Mit dieser Idee haben Scholz, Physiker Pit Sippel, Energieingenieur Leon Haupt und Unternehmensberater Christopher Knoch am 16. November 2020, mitten in der Corona-Pandemie, nach zweieinhalbjährigen Vorarbeiten Phelas gegründet. Förderer wie die Europäische Raumfahrtagentur ESA, die Munich Re oder die Initiative for Industrial Innovators gibt es dennoch schon. „Wir gehen definitiv davon aus, dass das Potenzial hat“, sagt ESA-Experte Thomas Balletre. Technologisch sei die Phelas-Idee machbar. Sie könne zu einem Teil der Energiewende werden, auch wenn es immer Risiken bei einer jungen Technologie wie dieser gebe.

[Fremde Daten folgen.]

//! SDES-SRTP API Example
//!
//! This example demonstrates Phase 2: SDES (Security DEScriptions) integration
//! for SIP-style SDP-based key exchange. It shows:
//! - SDES server generating crypto offers
//! - SDES client processing offers and generating answers
//! - End-to-end SDP-based key negotiation
//! - SRTP context establishment

use rvoip_rtp_core::{
    api::{
        common::{
            config::{SecurityConfig, SecurityProfile, SrtpProfile, KeyExchangeMethod},
            unified_security::{SecurityContextFactory, SecurityState},
            security_manager::{SecurityContextManager, NegotiationStrategy},
        },
        client::security::srtp::{SdesClient, SdesClientConfig},
        server::security::srtp::{SdesServer, SdesServerConfig, SdesServerSession},
    },
};

use std::time::Duration;
use tokio::time;
use tracing::{info, debug, warn, error};
use std::fmt;

// Set example timeout
const MAX_RUNTIME_SECONDS: u64 = 10;

// Simple custom error type for the example
#[derive(Debug)]
struct ExampleError(String);

impl fmt::Display for ExampleError {
    fn fmt(&self, f: &mut fmt::Formatter<'_>) -> fmt::Result {
        write!(f, "{}", self.0)
    }
}

impl std::error::Error for ExampleError {}

impl From<Box<dyn std::error::Error + Send + Sync>> for ExampleError {
    fn from(err: Box<dyn std::error::Error + Send + Sync>) -> Self {
        ExampleError(err.to_string())
    }
}

#[tokio::main]
async fn main() -> Result<(), ExampleError> {
    // Initialize logging
    tracing_subscriber::fmt()
        .with_max_level(tracing::Level::INFO)
        .init();
    
    // Set a timeout to ensure the example terminates
    let _timeout_handle = tokio::spawn(async {
        tokio::time::sleep(Duration::from_secs(MAX_RUNTIME_SECONDS)).await;
        warn!("Example timeout reached - this is normal for a demo");
        std::process::exit(0);
    });
    
    info!("🔐 SDES-SRTP API Example");
    info!("========================");
    info!("Demonstrating Phase 2: SDP-based Key Exchange for SIP Systems");
    info!("");
    
    // Demo 1: Basic SDES Server/Client Exchange
    demo_basic_sdes_exchange().await?;
    
    // Demo 2: Multiple Client Sessions
    demo_multi_client_sessions().await?;
    
    // Demo 3: Unified Security Context with SDES
    demo_unified_sdes_context().await?;
    
    // Demo 4: SDP Integration Examples
    demo_sdp_integration().await?;
    
    info!("✅ All SDES demos completed successfully!");
    info!("🎯 Phase 2 SDES integration is ready for production SIP systems");
    
    Ok(())
}

/// Demonstrate basic SDES offer/answer exchange
async fn demo_basic_sdes_exchange() -> Result<(), ExampleError> {
    info!("📡 Demo 1: Basic SDES Server/Client Exchange");
    info!("--------------------------------------------");
    
    // Create SDES server with enterprise-grade configuration
    let server_config = SdesServerConfig {
        supported_profiles: vec![
            SrtpProfile::AesCm128HmacSha1_80,
            SrtpProfile::AesCm128HmacSha1_32,
        ],
        offer_count: 2,
        require_strong_crypto: true,
        max_concurrent_exchanges: 100,
    };
    
    let sdes_server = SdesServer::new(server_config);
    info!("Created SDES server with enterprise configuration");
    
    // Create a session for a SIP call
    let session_id = "call-12345-media-session".to_string();
    let server_session = sdes_server.create_session(session_id.clone()).await
        .map_err(|e| ExampleError(format!("Failed to create server session: {}", e)))?;
    
    info!("Created server session: {}", session_id);
    
    // Server generates SDP offer with crypto attributes
    info!("🏢 Server generating SDP offer...");
    let sdp_offer = server_session.generate_offer().await
        .map_err(|e| ExampleError(format!("Failed to generate offer: {}", e)))?;
    
    info!("Server generated SDP offer:");
    for (i, line) in sdp_offer.iter().enumerate() {
        info!("  {}: {}", i + 1, line);
    }
    
    // Create SDES client (representing the remote SIP endpoint)
    let client_config = SdesClientConfig {
        supported_profiles: vec![
            SrtpProfile::AesCm128HmacSha1_80,
            SrtpProfile::AesCm128HmacSha1_32,
        ],
        strict_validation: true,
        max_crypto_attributes: 8,
    };
    
    let sdes_client = SdesClient::new(client_config);
    info!("Created SDES client representing remote SIP endpoint");
    
    // Client processes offer and generates answer
    info!("📱 Client processing SDP offer and generating answer...");
    let sdp_answer = sdes_client.process_offer(&sdp_offer).await
        .map_err(|e| ExampleError(format!("Failed to process offer: {}", e)))?;
    
    info!("Client generated SDP answer:");
    for (i, line) in sdp_answer.iter().enumerate() {
        info!("  {}: {}", i + 1, line);
    }
    
    // Server processes answer to complete key exchange
    info!("🏢 Server processing SDP answer...");
    let exchange_complete = server_session.process_answer(&sdp_answer).await
        .map_err(|e| ExampleError(format!("Failed to process answer: {}", e)))?;
    
    if exchange_complete {
        info!("✅ SDES key exchange completed successfully!");
        
        // Show the selected crypto
        if let Some(server_crypto) = server_session.get_selected_crypto_info().await {
            info!("Selected crypto attribute: {}", server_crypto);
        }
        
        if let Some(client_crypto) = sdes_client.get_selected_crypto_info().await {
            info!("Client crypto info: {}", client_crypto);
        }
        
        // Verify both sides are ready
        info!("Server session completed: {}", server_session.is_completed().await);
        info!("Client completed: {}", sdes_client.is_completed().await);
    } else {
        return Err(ExampleError("Key exchange not completed".to_string()));
    }
    
    // Clean up
    sdes_server.remove_session(&session_id).await;
    info!("Cleaned up server session");
    
    info!("✅ Basic SDES exchange demo complete");
    info!("");
    Ok(())
}

/// Demonstrate multiple concurrent client sessions
async fn demo_multi_client_sessions() -> Result<(), ExampleError> {
    info!("👥 Demo 2: Multiple Client Sessions");
    info!("----------------------------------");
    
    // Create SDES server
    let sdes_server = SdesServer::from_security_config(&SecurityConfig::sip_operator());
    info!("Created SDES server with SIP operator configuration");
    
    // Simulate multiple SIP calls
    let call_sessions = vec![
        "alice-to-bob-audio",
        "charlie-to-dave-video", 
        "eve-to-frank-conference",
    ];
    
    for (i, session_name) in call_sessions.iter().enumerate() {
        info!("📞 Processing SIP call {}: {}", i + 1, session_name);
        
        // Create server session
        let server_session = sdes_server.create_session(session_name.to_string()).await
            .map_err(|e| ExampleError(format!("Failed to create session {}: {}", session_name, e)))?;
        
        // Generate offer
        let offer = server_session.generate_offer().await
            .map_err(|e| ExampleError(format!("Failed to generate offer for {}: {}", session_name, e)))?;
        
        info!("  Generated {} crypto attributes for {}", offer.len(), session_name);
        
        // Create client for this call
        let client = SdesClient::from_security_config(&SecurityConfig::sip_operator());
        
        // Process offer -> answer
        let answer = client.process_offer(&offer).await
            .map_err(|e| ExampleError(format!("Failed to process offer for {}: {}", session_name, e)))?;
        
        // Complete exchange
        let completed = server_session.process_answer(&answer).await
            .map_err(|e| ExampleError(format!("Failed to process answer for {}: {}", session_name, e)))?;
        
        if completed {
            info!("  ✅ Key exchange completed for {}", session_name);
        } else {
            warn!("  ⚠️ Key exchange incomplete for {}", session_name);
        }
    }
    
    // Show server statistics
    let session_count = sdes_server.session_count().await;
    let session_ids = sdes_server.get_session_ids().await;
    
    info!("Server managing {} active sessions:", session_count);
    for session_id in &session_ids {
        info!("  - {}", session_id);
    }
    
    // Clean up all sessions
    for session_id in &session_ids {
        sdes_server.remove_session(session_id).await;
    }
    
    info!("All sessions cleaned up. Final count: {}", sdes_server.session_count().await);
    
    info!("✅ Multi-client sessions demo complete");
    info!("");
    Ok(())
}

/// Demonstrate unified security context with SDES
async fn demo_unified_sdes_context() -> Result<(), ExampleError> {
    info!("🔄 Demo 3: Unified Security Context with SDES");
    info!("---------------------------------------------");
    
    // Create unified security context for SDES
    let sdes_context = SecurityContextFactory::create_sdes_context()
        .map_err(|e| ExampleError(format!("Failed to create SDES context: {}", e)))?;
    
    info!("Created unified security context for SDES");
    info!("Method: {:?}", sdes_context.get_method());
    info!("Initial state: {:?}", sdes_context.get_state().await);
    
    // Initialize the context
    sdes_context.initialize().await
        .map_err(|e| ExampleError(format!("Failed to initialize SDES context: {}", e)))?;
    
    info!("After initialization:");
    info!("State: {:?}", sdes_context.get_state().await);
    info!("Established: {}", sdes_context.is_established().await);
    
    // Create security context manager with SDES preference
    let security_config = SecurityConfig::sip_operator();
    let sdes_preference = vec![
        KeyExchangeMethod::Sdes,
        KeyExchangeMethod::PreSharedKey,
    ];
    
    let security_manager = SecurityContextManager::with_method_preference(security_config, sdes_preference);
    info!("Created security manager with SDES preference");
    
    // Initialize and auto-negotiate
    security_manager.initialize().await
        .map_err(|e| ExampleError(format!("Failed to initialize security manager: {}", e)))?;
    
    let available_methods = security_manager.list_available_methods().await;
    info!("Available security methods: {:?}", available_methods);
    
    // Auto-negotiate (should select SDES)
    if let Ok(selected_method) = security_manager.auto_negotiate(NegotiationStrategy::FirstAvailable).await {
        info!("Auto-negotiated method: {:?}", selected_method);
        
        if selected_method == KeyExchangeMethod::Sdes {
            info!("✅ SDES correctly selected as preferred method");
        } else {
            warn!("⚠️ Expected SDES but got {:?}", selected_method);
        }
    }
    
    info!("✅ Unified SDES context demo complete");
    info!("");
    Ok(())
}

/// Demonstrate SDP integration examples
async fn demo_sdp_integration() -> Result<(), ExampleError> {
    info!("📄 Demo 4: SDP Integration Examples");
    info!("-----------------------------------");
    
    // Example 1: Parse realistic SDP offer
    info!("Example 1: Parsing realistic SDP offer");
    let realistic_sdp_offer = vec![
        "v=0".to_string(),
        "o=alice 2890844526 2890844527 IN IP4 host.atlanta.com".to_string(),
        "s=".to_string(),
        "c=IN IP4 host.atlanta.com".to_string(),
        "t=0 0".to_string(),
        "m=audio 49170 RTP/SAVP 0".to_string(),
        "a=crypto:1 AES_CM_128_HMAC_SHA1_80 inline:WVNfX19zZW1jdGwgKiI7NTc1BqOA1Q6YhLbGTKPC+o6yP9hZRZ6f".to_string(),
        "a=crypto:2 AES_CM_128_HMAC_SHA1_32 inline:WVNfX19zZW1jdGwgKiI7NTc1BqOA1Q6YhLbGTKPC+o6yP9hZRZ6f".to_string(),
    ];
    
    // Parse crypto attributes using client utility
    match SdesClient::parse_crypto_attributes(&realistic_sdp_offer) {
        Ok(crypto_attrs) => {
            info!("Successfully parsed {} crypto attributes:", crypto_attrs.len());
            for (i, attr) in crypto_attrs.iter().enumerate() {
                info!("  Crypto {}: tag={}, suite={}", i + 1, attr.tag, attr.crypto_suite);
            }
        },
        Err(e) => {
            warn!("Failed to parse crypto attributes: {}", e);
        }
    }
    
    // Example 2: Generate SIP-compatible offer
    info!("");
    info!("Example 2: Generate SIP-compatible offer");
    
    let sip_server = SdesServer::from_security_config(&SecurityConfig::sip_enterprise());
    let session = sip_server.create_session("sip-demo-session".to_string()).await
        .map_err(|e| ExampleError(format!("Failed to create SIP session: {}", e)))?;
    
    let sip_offer = session.generate_offer().await
        .map_err(|e| ExampleError(format!("Failed to generate SIP offer: {}", e)))?;
    
    info!("Generated SIP-compatible crypto offer:");
    for line in &sip_offer {
        info!("  {}", line);
    }
    
    // Show how this would be integrated into full SDP
    info!("");
    info!("Full SDP integration example:");
    info!("v=0");
    info!("o=sip-server 123456 654321 IN IP4 server.example.com");
    info!("s=SIP Call");
    info!("c=IN IP4 server.example.com");
    info!("t=0 0");
    info!("m=audio 5004 RTP/SAVP 0 8");
    for line in &sip_offer {
        info!("{}", line);
    }
    info!("a=sendrecv");
    
    // Example 3: Configuration for different SIP scenarios
    info!("");
    info!("Example 3: Configuration for different SIP scenarios");
    
    let scenarios = vec![
        ("Enterprise PBX", SecurityConfig::sip_enterprise()),
        ("Service Provider", SecurityConfig::sip_operator()),
        ("P2P Calling", SecurityConfig::sip_peer_to_peer()),
        ("WebRTC Bridge", SecurityConfig::sip_webrtc_bridge()),
    ];
    
    for (name, config) in scenarios {
        info!("Scenario: {}", name);
        info!("  Security mode: {:?}", config.mode);
        info!("  Profile: {:?}", config.profile);
        info!("  SRTP profiles: {} supported", config.srtp_profiles.len());
    }
    
    info!("✅ SDP integration examples complete");
    info!("");
    Ok(())
}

„Phelas hat uns in allen Punkten überzeugt“, bescheinigt die Munich Re. Die Punkte reichen von Realisierbarkeit über skalierbare Geschäftsperspektive bis zum für den Rückversicherer besonders wichtigen Klimaaspekt. Munich Re hofft auf die Entwicklung eines Stromspeichersystems, das fossile Stromerzeugung bald vollständig verzichtbar macht.
Scholz und seine Mitstreiter sind ehrgeizig. „Wir wollen 2025 am Markt sein“, sagt er zum Geschäftsplan. Verpackt werden sollen Technik und Flüssigluftspeicher in Behältern von Schiffscontainergröße, die die Phelas-Gründer künftig auf dem Gelände von Solarfeldern oder Windparks stehen sehen. Sie sollen dort die Flaute überbrücken, also überschüssig produzierte Energie einige Stunden oder auch Tage lang für Zeiten speichern, in denen kein Wind weht oder keine Sonne scheint. Außerdem können die Speicher auch Stromerzeugern oder Industriebetrieben mit großem Strombedarf angeboten werden.

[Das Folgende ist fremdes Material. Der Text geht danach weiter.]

//! RTP media processing (moved from rtp-core)
//!
//! This module contains RTP media processing functionality that was moved
//! from rtp-core as part of the Transport/Media plane separation.
//! 
//! rtp-core now handles pure transport (packets, encryption, sockets)
//! while media-core handles media processing (payloads, jitter, quality)

pub mod payload;
pub mod jitter;
#[path = "quality_mod.rs"]
pub mod quality;
pub mod buffer;
pub mod session;
pub mod media;
pub mod codec;
pub mod rtcp;

// Re-export actual implemented types
pub use payload::{PayloadFormat, PayloadFormatFactory};
pub use jitter::{JitterBuffer, JitterBufferConfig, JitterBufferStats};
pub use quality::{MediaQualityMonitor, MediaQualityLevel, MediaQualityMetrics, MediaStreamStats, MediaSessionStats};
pub use buffer::{MediaBufferPool, PooledMediaBuffer, MediaBufferPoolStats};
pub use session::{MediaSession, MediaSessionConfig, MediaSessionState};
pub use media::{
    MediaMixer, mix_audio_frames, mix_active_speakers, calculate_audio_level, detect_voice_activity,
    CsrcMapping, CsrcManager, MediaCsrcService, RtpSsrc, RtpCsrc,
    HeaderExtension, ExtensionFormat, HeaderExtensionManager, MediaHeaderExtensionService,
};
pub use codec::{
    PayloadTypeInfo, PayloadTypeRegistry, get_global_registry, get_media_frame_type, get_codec_name, get_payload_info,
    CodecCapability, CodecNegotiator, NegotiationPreferences, NegotiationResult,
    SdpMediaLine, SdpAttribute, SdpFormatParameter, SdpMediaDescription, SdpRtpMap, SdpMediaProcessor,
};
pub use rtcp::{
    FeedbackPacketType, PayloadFeedbackFormat, TransportCcFormat, FeedbackPriority, 
    FeedbackContext, CongestionState, FeedbackConfig, QualityDegradation, FeedbackDecision,
    FeedbackGenerator, FeedbackGeneratorFactory, StreamStats, StreamDirection,
    LossFeedbackGenerator, CongestionFeedbackGenerator, QualityFeedbackGenerator, ComprehensiveFeedbackGenerator,
    RtcpFeedbackHeader, PliPacket, FirPacket, RembPacket, NackPacket,
    GoogleCongestionControl, GccState, TransportCcProcessor, TransportCcFeedback,
    calculate_mos_from_rfactor, calculate_rfactor,
};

Von der Wirtschaftlichkeit ist das Gründerquartett überzeugt. Die Speicher seien kostengünstig, in großen Stückzahlen herstellbar und wegen ihrer Normgröße als Schiffscontainer gut transportabel, schwärmt Scholz. Die Innovation sieht er in der Konfiguration des Gesamtsystems.
Es soll eine eigene Speicherproduktion aufgebaut werden, was bis zum geplanten Marktstart in fünf Jahren wohl eine zweistellige Millionensumme kosten werde. Erst einmal muss potenziellen Investoren ein funktionierender Prototyp präsentiert und eine laufende erste Finanzierungsrunde erfolgreich abgeschlossen werden. Das ist fürs erste Quartal 2021 angepeilt.
„Unsere Technologie ist sehr kostengünstig, speziell für große Mengen gespeicherten Stroms“, sagt Scholz. Direkte Konkurrenten gebe es nicht. Nur das britische Unternehmen High View verfolge einen ähnlichen Ansatz, plane aber raffinerieähnliche Großanlagen.
Auch mögliche Investoren wie die Initiative for Industrial Innovators halten den Ansatz des Start-ups für zukunftsträchtig. Mit einer kleinen Summe fördert sie es bereits und überlegt, in der laufenden Finanzierungsrunde größer einzusteigen.
Die Hälfte des für die nächste Stufe insgesamt nötigen Kapitalbedarfs sei bereits zugesagt, sagt Scholz und ist zuversichtlich, auch den Rest noch an Land zu ziehen. Danach planen die Phelas-Gründer für Ende 2023 ein erstes Pilotprojekt und zwei Jahre später den kommerziellen Markteintritt. Ein Scheitern ist dennoch nicht ausgeschlossen. „Wir haben noch große Hürden vor uns“, räumt Scholz ein. Aber seine Vision treibt ihn an. „Wir wollen erneuerbare Energien weltweit so kostengünstig machen, dass es keinen Sinn mehr hat, Öl zu verfeuern oder Kohle- und Gaskraftwerke zu bauen“, sagt er.